The public deficit trajectory and strategy of France government have been left broadly unchanged since PM Valls took office and France gained two more years to comply with the Maastricht criteria. The government projects the deficit-to-GDP ratio to fall from 3.9% in 2014 to 3.8% in 2015 and 3.3% in 2016. This would be consistent with public debt reaching 96.5% in 2016 after 96.3% in 2015.
Taking into account an assumed acceleration of potential growth from 1.1% in 2015 to 1.5% in 2016 (upwardly revised from 1.3%), France's structural adjustment would be 0.5pp in 2016 after 0.4pp in 2015.
Owing to lower inflation reducing the effectiveness of some of the initially planned measures, the government recalibrated the €50bn savings plan, but remains on target with its strategy, bringing welcome stability.
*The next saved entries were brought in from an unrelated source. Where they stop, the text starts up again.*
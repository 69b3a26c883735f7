//! Rupee and date formatting (no Dioxus required).

use festbook_frontend::format::{format_event_date, format_inr};
use festbook_cart_core::Decimal;
use pretty_assertions::assert_eq;
use std::str::FromStr;

fn d(s: &str) -> Decimal {
    Decimal::from_str(s).unwrap()
}

#[test]
fn small_amounts_are_not_grouped() {
    assert_eq!(format_inr(d("0")), "₹0");
    assert_eq!(format_inr(d("999")), "₹999");
}

#[test]
fn indian_grouping_after_the_first_thousand() {
    assert_eq!(format_inr(d("1000")), "₹1,000");
    assert_eq!(format_inr(d("100000")), "₹1,00,000");
    assert_eq!(format_inr(d("12345678")), "₹1,23,45,678");
}

#[test]
fn fractions_keep_at_most_two_digits_without_trailing_zeros() {
    assert_eq!(format_inr(d("1234.50")), "₹1,234.5");
    assert_eq!(format_inr(d("300.00")), "₹300");
    assert_eq!(format_inr(d("49.999")), "₹50");
    assert_eq!(format_inr(d("0.126")), "₹0.13");
}

#[test]
fn negative_amounts_lead_with_minus() {
    assert_eq!(format_inr(d("-2500")), "-₹2,500");
}

#[test]
fn event_dates_render_like_the_listing() {
    assert_eq!(format_event_date("2025-03-14T18:30:00"), "Mar 14, 2025 06:30 PM");
    assert_eq!(format_event_date("2025-03-14"), "Mar 14, 2025");
    assert_eq!(format_event_date("next friday"), "next friday");
}
mod cart;
mod catalog;
mod event_details;

pub use cart::CartScreen;
pub use catalog::CatalogScreen;
pub use event_details::EventDetailsScreen;
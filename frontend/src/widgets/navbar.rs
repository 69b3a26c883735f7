use dioxus::prelude::*;
use crate::app::Route;
use crate::storage::Cart;
use crate::theme::palette;

#[component]
pub fn Navbar(is_dark: bool, route: Route, on_navigate: EventHandler<Route>, on_toggle_theme: EventHandler<()>) -> Element {
    let cart = use_context::<Signal<Cart>>();
    let count = cart.read().item_count();
    let p = palette(is_dark);
    let on_events = matches!(route, Route::Catalog | Route::Details(_));
    let on_cart = matches!(route, Route::Cart);
    let events_bg = if on_events { p.accent } else { "transparent" };
    let cart_bg = if on_cart { p.accent } else { "transparent" };

    rsx! {
        div { style: "position: sticky; top: 0; z-index: 40; display: flex; align-items: center; gap: 12px; padding: 12px 24px; background: {p.background}; border-bottom: 1px solid {p.border};",
            span { style: "font-size: 1.25rem; font-weight: 700; color: {p.accent};", "FestBook" }
            div { style: "flex: 1;" }
            button {
                onclick: move |_| on_navigate.call(Route::Catalog),
                style: "padding: 8px 16px; border-radius: 8px; border: none; cursor: pointer; background: {events_bg}; color: {p.on_surface};",
                "Events"
            }
            button {
                onclick: move |_| on_navigate.call(Route::Cart),
                style: "position: relative; padding: 8px 16px; border-radius: 8px; border: none; cursor: pointer; background: {cart_bg}; color: {p.on_surface};",
                "🛒 Cart"
                if count > 0 {
                    span { style: "position: absolute; top: -6px; right: -6px; min-width: 20px; height: 20px; padding: 0 4px; border-radius: 10px; background: #EF4444; color: white; font-size: 0.75rem; display: flex; align-items: center; justify-content: center; box-sizing: border-box;",
                        "{count}"
                    }
                }
            }
            button {
                onclick: move |_| on_toggle_theme.call(()),
                style: "padding: 8px 12px; border-radius: 8px; border: 1px solid {p.border}; background: transparent; color: {p.muted}; cursor: pointer;",
                if is_dark { "☀" } else { "☾" }
            }
        }
    }
}
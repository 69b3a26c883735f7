//! Colors and spacing shared by screens and widgets.

/// Resolved colors for the current light/dark mode.
#[derive(Clone, Copy, Debug, PartialEq)]
pub struct Palette {
    pub background: &'static str,
    pub surface: &'static str,
    pub on_surface: &'static str,
    pub muted: &'static str,
    pub accent: &'static str,
    pub on_accent: &'static str,
    pub success: &'static str,
    pub warning: &'static str,
    pub error: &'static str,
    pub border: &'static str,
}

pub const DARK: Palette = Palette {
    background: "#0F0A1E",
    surface: "rgba(255,255,255,0.06)",
    on_surface: "#F4F0FF",
    muted: "#A89FC2",
    accent: "#A855F7",
    on_accent: "#FFFFFF",
    success: "#22C55E",
    warning: "#F59E0B",
    error: "#F87171",
    border: "rgba(255,255,255,0.12)",
};

pub const LIGHT: Palette = Palette {
    background: "#F7F5FF",
    surface: "#FFFFFF",
    on_surface: "#1E1533",
    muted: "#6B6385",
    accent: "#7C3AED",
    on_accent: "#FFFFFF",
    success: "#15803D",
    warning: "#B45309",
    error: "#B91C1C",
    border: "#E4DEF5",
};

pub fn palette(is_dark: bool) -> Palette {
    if is_dark {
        DARK
    } else {
        LIGHT
    }
}

pub mod spacing {
    pub const MD: &str = "16px";
    pub const LG: &str = "24px";
    pub const CARD_RADIUS: &str = "14px";
}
The government has planned an additional €16bn worth of savings (instead of €14.5bn in the PLF 2015) after €18.6bn in 2015 (instead of €21bn in PLF 2015), which should benefit from a better growth and inflation outlook, notes Barclays.
Finally, it is worth highlighting that the central state instead of social security will assume the financing of some of its flagship measures, implying that the central state deficit will only decline slightly to €72bn in 2016 from €73bn in 2015, added Barclays.